> _Action item_
Transcribe the material from its first line onward, ending with the line that contains "pub enum StorageType" and adding nothing beyond it.

============

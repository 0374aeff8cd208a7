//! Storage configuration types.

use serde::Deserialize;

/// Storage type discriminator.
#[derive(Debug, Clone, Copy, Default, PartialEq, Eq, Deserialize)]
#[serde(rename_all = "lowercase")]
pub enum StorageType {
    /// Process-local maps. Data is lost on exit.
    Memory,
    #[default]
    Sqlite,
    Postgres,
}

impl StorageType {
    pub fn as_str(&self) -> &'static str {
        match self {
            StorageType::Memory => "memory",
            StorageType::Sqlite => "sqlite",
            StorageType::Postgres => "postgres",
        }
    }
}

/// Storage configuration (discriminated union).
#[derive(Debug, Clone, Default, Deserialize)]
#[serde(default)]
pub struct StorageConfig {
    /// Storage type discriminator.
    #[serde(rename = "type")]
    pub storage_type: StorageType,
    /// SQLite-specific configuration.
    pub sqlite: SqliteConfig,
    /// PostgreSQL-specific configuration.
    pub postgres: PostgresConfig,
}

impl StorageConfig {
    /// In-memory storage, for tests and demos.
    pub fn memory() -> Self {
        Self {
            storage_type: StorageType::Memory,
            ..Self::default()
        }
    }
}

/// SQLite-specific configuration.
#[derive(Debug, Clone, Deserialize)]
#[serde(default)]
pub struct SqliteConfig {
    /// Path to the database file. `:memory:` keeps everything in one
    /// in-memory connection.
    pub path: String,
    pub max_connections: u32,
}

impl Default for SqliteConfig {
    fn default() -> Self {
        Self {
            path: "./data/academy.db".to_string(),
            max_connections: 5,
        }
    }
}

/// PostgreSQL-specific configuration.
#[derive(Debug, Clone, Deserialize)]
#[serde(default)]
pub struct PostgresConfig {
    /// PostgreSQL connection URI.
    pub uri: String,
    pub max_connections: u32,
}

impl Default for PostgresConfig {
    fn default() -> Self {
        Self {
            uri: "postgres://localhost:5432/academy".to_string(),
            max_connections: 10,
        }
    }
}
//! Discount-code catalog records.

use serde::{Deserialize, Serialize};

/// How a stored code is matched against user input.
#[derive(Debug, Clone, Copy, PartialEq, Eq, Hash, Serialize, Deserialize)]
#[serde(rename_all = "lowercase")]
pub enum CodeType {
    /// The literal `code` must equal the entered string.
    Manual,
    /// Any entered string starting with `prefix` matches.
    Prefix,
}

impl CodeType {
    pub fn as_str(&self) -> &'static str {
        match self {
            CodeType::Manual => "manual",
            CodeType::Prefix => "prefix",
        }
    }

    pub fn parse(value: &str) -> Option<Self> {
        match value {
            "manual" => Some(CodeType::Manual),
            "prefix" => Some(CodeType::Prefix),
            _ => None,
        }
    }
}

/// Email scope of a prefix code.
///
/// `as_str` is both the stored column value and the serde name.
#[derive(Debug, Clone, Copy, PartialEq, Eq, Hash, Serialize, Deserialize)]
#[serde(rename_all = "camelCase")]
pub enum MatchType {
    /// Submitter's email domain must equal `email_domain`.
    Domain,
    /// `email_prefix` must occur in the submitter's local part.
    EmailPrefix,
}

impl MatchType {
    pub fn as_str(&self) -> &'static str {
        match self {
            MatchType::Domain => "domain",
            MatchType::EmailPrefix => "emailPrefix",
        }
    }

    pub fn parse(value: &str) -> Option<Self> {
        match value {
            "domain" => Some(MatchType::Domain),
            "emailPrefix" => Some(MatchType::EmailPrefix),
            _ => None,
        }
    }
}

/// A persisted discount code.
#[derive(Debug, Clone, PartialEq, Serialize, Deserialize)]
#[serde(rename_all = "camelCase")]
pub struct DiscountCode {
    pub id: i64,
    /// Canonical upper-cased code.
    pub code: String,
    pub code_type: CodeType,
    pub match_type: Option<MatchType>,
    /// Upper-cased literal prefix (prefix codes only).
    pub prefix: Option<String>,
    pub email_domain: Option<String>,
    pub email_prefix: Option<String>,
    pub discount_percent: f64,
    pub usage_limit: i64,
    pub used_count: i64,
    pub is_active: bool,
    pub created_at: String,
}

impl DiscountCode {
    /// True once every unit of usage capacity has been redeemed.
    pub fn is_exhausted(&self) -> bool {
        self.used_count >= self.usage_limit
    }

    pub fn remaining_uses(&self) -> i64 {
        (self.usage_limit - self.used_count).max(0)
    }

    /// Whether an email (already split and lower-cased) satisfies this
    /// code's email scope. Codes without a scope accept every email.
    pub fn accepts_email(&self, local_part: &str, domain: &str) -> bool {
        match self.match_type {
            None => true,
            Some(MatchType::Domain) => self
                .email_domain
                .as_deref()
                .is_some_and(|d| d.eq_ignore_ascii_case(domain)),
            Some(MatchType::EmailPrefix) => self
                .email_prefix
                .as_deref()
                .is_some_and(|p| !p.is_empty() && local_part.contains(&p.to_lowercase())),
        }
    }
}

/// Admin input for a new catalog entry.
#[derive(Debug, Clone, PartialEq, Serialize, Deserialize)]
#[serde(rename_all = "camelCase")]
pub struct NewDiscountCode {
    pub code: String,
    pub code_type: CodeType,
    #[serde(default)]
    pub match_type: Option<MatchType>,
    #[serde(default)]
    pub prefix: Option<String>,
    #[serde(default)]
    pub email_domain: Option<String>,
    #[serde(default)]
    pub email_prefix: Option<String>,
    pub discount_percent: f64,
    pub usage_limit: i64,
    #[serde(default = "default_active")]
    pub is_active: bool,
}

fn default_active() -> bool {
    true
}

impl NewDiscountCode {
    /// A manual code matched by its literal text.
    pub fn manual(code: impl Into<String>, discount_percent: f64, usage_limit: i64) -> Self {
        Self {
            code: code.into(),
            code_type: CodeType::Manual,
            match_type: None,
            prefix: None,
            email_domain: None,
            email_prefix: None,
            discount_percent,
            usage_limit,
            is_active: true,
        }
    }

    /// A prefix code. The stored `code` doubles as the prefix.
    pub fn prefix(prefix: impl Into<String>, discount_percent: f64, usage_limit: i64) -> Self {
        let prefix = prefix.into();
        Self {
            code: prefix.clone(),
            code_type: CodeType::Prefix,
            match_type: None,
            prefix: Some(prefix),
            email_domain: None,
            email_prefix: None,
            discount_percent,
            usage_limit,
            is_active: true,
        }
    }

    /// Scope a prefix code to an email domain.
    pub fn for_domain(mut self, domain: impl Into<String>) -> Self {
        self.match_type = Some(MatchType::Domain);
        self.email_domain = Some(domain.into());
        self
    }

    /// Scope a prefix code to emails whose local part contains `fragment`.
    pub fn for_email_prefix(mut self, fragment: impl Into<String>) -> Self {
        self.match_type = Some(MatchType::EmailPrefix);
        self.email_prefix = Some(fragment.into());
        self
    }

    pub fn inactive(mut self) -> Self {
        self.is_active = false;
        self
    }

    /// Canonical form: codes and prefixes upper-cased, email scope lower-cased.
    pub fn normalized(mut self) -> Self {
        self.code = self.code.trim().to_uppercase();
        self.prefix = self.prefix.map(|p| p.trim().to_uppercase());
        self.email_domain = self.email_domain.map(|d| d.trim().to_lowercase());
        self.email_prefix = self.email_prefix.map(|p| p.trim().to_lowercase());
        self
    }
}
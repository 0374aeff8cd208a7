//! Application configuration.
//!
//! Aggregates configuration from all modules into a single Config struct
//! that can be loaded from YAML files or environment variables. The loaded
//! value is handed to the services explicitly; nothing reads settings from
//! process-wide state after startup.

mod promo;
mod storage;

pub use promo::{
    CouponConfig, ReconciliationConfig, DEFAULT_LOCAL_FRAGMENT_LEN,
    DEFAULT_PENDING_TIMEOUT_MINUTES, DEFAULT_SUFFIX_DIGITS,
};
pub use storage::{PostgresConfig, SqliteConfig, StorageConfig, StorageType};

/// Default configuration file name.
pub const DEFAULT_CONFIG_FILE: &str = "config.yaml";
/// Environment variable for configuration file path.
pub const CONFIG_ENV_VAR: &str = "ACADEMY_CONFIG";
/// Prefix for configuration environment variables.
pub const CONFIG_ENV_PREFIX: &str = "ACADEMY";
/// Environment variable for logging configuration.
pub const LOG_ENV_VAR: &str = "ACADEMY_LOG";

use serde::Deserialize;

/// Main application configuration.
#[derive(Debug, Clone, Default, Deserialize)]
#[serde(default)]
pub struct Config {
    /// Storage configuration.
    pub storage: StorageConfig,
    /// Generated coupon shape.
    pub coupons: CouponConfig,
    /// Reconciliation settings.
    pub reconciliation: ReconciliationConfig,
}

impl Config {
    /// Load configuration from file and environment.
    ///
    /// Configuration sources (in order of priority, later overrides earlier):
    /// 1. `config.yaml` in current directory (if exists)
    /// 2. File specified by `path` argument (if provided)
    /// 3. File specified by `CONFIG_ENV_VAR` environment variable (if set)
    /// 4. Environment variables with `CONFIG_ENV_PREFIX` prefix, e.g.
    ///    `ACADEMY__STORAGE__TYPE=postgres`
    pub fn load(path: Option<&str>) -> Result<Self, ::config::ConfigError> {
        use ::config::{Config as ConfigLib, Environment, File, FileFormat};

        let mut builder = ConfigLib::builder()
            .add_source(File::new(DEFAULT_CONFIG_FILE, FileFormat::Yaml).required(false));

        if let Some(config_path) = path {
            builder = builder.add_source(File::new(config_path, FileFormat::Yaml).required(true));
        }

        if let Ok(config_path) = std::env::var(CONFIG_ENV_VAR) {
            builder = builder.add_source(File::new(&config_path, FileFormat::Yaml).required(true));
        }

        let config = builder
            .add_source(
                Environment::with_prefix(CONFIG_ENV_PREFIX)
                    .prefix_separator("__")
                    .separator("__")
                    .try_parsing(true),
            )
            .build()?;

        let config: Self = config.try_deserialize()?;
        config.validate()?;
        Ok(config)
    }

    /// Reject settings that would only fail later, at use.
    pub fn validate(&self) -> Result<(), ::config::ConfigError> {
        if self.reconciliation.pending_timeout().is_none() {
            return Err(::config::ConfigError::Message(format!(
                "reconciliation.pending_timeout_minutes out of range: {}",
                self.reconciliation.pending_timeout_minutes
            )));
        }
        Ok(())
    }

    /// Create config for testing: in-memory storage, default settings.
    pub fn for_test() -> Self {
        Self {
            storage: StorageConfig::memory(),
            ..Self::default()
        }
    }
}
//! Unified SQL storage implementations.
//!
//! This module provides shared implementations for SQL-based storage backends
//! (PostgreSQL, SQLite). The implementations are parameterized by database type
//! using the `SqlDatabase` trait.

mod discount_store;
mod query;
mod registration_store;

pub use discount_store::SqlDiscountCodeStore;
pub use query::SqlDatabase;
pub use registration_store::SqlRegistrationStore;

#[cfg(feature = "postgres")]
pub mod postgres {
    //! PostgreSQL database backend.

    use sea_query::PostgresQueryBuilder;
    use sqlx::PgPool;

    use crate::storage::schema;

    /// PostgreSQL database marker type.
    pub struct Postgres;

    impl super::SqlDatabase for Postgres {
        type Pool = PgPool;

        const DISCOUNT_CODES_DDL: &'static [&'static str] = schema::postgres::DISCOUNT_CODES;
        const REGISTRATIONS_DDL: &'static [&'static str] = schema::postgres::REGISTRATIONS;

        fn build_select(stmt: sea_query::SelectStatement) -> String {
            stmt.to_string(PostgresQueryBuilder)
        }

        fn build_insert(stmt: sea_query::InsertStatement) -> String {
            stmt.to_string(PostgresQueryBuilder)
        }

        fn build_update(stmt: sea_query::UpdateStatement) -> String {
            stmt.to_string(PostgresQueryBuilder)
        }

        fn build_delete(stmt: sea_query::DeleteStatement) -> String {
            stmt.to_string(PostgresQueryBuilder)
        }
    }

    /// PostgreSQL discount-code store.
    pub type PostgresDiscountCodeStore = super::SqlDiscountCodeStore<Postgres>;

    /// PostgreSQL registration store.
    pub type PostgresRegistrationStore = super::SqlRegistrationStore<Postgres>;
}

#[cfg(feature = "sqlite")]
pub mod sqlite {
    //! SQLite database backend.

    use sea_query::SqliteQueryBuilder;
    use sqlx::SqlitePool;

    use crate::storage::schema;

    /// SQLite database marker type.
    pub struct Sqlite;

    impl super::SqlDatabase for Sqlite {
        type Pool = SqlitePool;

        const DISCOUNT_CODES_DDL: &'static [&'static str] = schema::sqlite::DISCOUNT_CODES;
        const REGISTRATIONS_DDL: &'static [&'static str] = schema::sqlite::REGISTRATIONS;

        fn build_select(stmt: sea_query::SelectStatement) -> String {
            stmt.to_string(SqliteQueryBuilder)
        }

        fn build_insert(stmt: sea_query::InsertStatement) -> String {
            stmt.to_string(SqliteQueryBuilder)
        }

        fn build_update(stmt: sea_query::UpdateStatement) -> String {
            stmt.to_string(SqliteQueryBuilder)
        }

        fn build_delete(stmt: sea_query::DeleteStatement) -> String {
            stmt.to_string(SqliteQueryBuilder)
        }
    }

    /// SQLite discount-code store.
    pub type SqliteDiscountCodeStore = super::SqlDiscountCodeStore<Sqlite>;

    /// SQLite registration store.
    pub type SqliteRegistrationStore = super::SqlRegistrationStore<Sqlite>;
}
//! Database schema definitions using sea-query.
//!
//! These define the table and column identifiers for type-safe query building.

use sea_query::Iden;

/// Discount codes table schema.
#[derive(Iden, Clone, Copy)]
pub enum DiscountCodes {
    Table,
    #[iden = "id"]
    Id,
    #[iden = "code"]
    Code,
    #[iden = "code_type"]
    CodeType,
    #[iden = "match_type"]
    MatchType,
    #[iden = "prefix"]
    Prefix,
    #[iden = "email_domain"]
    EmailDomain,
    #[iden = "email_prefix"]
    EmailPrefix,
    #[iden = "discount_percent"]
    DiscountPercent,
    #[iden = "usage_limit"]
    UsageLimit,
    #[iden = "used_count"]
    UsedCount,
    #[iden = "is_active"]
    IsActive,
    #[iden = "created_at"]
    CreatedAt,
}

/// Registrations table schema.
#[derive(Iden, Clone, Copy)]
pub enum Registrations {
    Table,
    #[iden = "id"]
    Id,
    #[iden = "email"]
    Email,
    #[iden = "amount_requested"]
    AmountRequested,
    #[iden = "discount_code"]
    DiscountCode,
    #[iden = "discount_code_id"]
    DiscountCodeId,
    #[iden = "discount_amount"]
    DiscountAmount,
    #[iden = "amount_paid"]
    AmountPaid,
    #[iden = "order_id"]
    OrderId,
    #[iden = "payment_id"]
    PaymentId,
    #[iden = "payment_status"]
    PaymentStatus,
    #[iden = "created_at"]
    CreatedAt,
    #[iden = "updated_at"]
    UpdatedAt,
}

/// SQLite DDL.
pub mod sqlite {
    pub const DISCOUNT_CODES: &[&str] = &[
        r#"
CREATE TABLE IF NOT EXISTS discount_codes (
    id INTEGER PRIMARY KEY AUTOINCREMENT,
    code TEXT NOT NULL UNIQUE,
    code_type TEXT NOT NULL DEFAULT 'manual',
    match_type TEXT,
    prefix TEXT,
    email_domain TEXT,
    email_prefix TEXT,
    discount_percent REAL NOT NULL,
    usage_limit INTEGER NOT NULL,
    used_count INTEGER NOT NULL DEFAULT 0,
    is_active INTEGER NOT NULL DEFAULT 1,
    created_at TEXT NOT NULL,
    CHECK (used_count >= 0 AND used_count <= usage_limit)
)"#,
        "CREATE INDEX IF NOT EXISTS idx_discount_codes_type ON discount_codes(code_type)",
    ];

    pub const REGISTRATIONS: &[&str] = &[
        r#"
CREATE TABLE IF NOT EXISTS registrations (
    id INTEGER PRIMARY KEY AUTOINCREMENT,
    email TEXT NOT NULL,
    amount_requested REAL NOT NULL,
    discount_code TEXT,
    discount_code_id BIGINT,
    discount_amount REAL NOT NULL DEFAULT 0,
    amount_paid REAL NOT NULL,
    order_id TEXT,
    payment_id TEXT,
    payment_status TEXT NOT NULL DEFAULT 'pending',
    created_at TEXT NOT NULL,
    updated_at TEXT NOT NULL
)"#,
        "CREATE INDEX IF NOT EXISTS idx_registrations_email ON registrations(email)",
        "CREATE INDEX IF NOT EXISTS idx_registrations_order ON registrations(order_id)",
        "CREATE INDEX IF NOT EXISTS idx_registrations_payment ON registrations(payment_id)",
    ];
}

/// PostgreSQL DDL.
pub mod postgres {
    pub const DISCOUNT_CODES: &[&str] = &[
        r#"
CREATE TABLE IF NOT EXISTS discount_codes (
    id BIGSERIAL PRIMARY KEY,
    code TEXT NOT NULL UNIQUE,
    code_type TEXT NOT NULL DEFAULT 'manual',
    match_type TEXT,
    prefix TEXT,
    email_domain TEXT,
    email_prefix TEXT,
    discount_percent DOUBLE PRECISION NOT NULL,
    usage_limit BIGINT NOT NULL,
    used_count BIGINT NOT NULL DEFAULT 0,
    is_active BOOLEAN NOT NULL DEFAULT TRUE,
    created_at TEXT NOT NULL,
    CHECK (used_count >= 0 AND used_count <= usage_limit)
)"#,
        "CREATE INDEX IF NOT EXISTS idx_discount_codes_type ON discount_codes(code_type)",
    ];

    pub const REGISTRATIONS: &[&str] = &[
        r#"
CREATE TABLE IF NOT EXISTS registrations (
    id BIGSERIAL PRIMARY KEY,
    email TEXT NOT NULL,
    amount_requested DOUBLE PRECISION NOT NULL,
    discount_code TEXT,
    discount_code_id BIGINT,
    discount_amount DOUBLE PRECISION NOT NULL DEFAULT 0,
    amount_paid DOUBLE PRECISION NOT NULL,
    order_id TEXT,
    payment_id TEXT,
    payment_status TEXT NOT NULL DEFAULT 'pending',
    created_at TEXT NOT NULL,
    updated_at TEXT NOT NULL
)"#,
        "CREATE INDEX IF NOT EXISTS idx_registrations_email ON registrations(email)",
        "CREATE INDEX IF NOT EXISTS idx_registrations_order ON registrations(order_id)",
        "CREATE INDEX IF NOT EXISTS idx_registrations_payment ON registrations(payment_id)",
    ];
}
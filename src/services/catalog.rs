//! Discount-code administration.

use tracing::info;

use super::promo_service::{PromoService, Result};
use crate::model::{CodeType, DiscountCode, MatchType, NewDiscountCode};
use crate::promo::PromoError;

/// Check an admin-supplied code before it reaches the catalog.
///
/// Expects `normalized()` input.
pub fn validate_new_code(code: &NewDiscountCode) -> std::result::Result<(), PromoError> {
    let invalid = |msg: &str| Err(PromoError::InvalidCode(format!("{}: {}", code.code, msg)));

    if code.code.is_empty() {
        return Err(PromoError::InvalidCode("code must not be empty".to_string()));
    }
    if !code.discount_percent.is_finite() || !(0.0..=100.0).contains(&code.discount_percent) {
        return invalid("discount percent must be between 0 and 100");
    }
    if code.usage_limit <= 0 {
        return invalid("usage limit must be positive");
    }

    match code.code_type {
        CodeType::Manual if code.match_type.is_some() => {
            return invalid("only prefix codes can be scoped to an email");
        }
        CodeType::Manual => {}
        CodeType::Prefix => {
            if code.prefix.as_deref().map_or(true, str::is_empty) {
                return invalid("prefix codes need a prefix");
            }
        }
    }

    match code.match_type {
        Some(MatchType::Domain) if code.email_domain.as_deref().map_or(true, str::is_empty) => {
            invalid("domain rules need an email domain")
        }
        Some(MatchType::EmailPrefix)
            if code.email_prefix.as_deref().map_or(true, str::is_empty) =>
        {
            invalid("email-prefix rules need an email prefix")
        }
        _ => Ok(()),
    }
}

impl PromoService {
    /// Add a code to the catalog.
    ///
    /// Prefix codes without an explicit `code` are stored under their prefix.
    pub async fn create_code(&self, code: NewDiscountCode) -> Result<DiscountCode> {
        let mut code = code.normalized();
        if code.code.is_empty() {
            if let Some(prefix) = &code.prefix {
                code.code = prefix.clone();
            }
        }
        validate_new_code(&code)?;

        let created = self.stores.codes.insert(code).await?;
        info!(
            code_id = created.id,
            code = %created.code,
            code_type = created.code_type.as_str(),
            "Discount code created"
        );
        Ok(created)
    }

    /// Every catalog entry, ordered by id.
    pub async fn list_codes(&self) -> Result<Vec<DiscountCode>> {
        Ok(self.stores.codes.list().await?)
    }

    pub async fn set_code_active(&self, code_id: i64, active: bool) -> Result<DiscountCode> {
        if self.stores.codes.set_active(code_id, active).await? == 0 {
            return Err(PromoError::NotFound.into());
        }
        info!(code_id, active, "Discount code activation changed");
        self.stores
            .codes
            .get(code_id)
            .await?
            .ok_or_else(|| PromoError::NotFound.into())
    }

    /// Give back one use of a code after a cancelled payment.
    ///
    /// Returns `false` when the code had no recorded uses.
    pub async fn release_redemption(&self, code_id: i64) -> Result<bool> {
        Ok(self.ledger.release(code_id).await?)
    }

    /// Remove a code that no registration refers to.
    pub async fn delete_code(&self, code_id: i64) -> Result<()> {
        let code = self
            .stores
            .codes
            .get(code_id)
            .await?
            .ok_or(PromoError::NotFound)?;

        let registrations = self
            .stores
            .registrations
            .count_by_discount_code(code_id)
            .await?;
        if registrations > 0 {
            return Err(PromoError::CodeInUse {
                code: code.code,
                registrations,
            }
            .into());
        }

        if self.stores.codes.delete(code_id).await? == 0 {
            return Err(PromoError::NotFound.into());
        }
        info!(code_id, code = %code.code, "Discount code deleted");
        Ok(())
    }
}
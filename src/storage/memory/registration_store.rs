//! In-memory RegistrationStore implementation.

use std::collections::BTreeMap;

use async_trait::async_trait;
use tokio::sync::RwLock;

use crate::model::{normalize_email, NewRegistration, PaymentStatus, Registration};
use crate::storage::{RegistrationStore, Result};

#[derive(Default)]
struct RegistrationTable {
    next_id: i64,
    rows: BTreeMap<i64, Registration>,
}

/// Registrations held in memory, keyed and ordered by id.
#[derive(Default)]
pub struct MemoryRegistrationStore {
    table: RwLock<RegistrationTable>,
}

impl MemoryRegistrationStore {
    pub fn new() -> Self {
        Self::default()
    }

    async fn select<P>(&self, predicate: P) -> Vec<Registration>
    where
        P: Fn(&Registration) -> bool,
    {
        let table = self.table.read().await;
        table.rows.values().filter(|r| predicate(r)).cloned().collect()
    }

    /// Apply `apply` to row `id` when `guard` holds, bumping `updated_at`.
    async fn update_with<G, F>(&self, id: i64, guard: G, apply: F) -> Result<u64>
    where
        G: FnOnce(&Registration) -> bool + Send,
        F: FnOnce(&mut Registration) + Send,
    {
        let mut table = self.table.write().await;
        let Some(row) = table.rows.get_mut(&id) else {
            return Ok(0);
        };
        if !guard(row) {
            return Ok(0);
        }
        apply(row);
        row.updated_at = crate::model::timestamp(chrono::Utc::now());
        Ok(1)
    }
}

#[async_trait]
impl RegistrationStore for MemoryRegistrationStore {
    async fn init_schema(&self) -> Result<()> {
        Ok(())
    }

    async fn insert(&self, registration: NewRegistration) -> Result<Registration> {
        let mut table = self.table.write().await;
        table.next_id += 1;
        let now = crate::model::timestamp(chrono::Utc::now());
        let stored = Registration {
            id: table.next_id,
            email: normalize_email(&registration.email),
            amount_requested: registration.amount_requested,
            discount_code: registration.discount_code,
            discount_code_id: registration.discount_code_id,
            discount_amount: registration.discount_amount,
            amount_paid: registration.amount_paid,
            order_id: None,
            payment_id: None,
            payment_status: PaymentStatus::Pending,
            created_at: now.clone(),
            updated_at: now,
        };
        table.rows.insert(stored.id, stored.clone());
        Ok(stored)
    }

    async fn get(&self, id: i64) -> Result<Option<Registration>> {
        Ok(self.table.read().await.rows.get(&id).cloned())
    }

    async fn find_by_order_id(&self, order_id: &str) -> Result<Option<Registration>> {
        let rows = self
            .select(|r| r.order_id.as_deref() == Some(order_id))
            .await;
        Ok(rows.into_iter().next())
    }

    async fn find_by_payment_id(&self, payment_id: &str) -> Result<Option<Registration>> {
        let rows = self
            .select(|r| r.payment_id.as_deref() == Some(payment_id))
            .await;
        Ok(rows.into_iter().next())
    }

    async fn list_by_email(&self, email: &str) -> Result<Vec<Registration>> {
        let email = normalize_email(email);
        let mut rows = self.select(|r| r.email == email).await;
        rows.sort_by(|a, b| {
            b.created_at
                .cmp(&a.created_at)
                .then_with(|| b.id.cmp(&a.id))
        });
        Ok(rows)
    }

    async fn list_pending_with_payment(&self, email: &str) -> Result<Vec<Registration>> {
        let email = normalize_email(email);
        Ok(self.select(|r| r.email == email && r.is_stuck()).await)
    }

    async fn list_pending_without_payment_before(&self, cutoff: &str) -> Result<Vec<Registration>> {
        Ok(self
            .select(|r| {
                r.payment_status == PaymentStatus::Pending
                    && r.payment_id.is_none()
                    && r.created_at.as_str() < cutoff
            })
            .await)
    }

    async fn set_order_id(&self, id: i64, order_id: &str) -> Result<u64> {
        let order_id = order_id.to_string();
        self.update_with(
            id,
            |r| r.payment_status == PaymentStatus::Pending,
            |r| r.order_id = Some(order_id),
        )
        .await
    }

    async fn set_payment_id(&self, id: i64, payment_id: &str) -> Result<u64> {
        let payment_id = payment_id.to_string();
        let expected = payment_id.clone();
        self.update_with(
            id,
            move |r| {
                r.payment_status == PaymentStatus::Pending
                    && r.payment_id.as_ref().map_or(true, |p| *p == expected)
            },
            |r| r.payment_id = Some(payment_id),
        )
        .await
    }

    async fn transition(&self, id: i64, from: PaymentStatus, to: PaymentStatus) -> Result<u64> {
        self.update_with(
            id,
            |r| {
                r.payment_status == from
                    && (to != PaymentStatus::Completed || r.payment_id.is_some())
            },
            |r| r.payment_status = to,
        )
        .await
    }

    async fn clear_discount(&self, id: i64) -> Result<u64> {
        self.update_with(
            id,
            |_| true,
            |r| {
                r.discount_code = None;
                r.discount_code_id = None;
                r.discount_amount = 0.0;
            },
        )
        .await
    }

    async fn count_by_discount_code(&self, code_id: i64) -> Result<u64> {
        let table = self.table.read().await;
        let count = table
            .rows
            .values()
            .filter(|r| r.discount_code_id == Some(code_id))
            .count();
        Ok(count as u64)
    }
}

============

> _Solution_
repository 0374aeff8cd208a7
//! Storage configuration types.

use serde::Deserialize;

/// Storage type discriminator.
#[derive(Debug, Clone, Copy, Default, PartialEq, Eq, Deserialize)]
#[serde(rename_all = "lowercase")]
pub enum StorageType {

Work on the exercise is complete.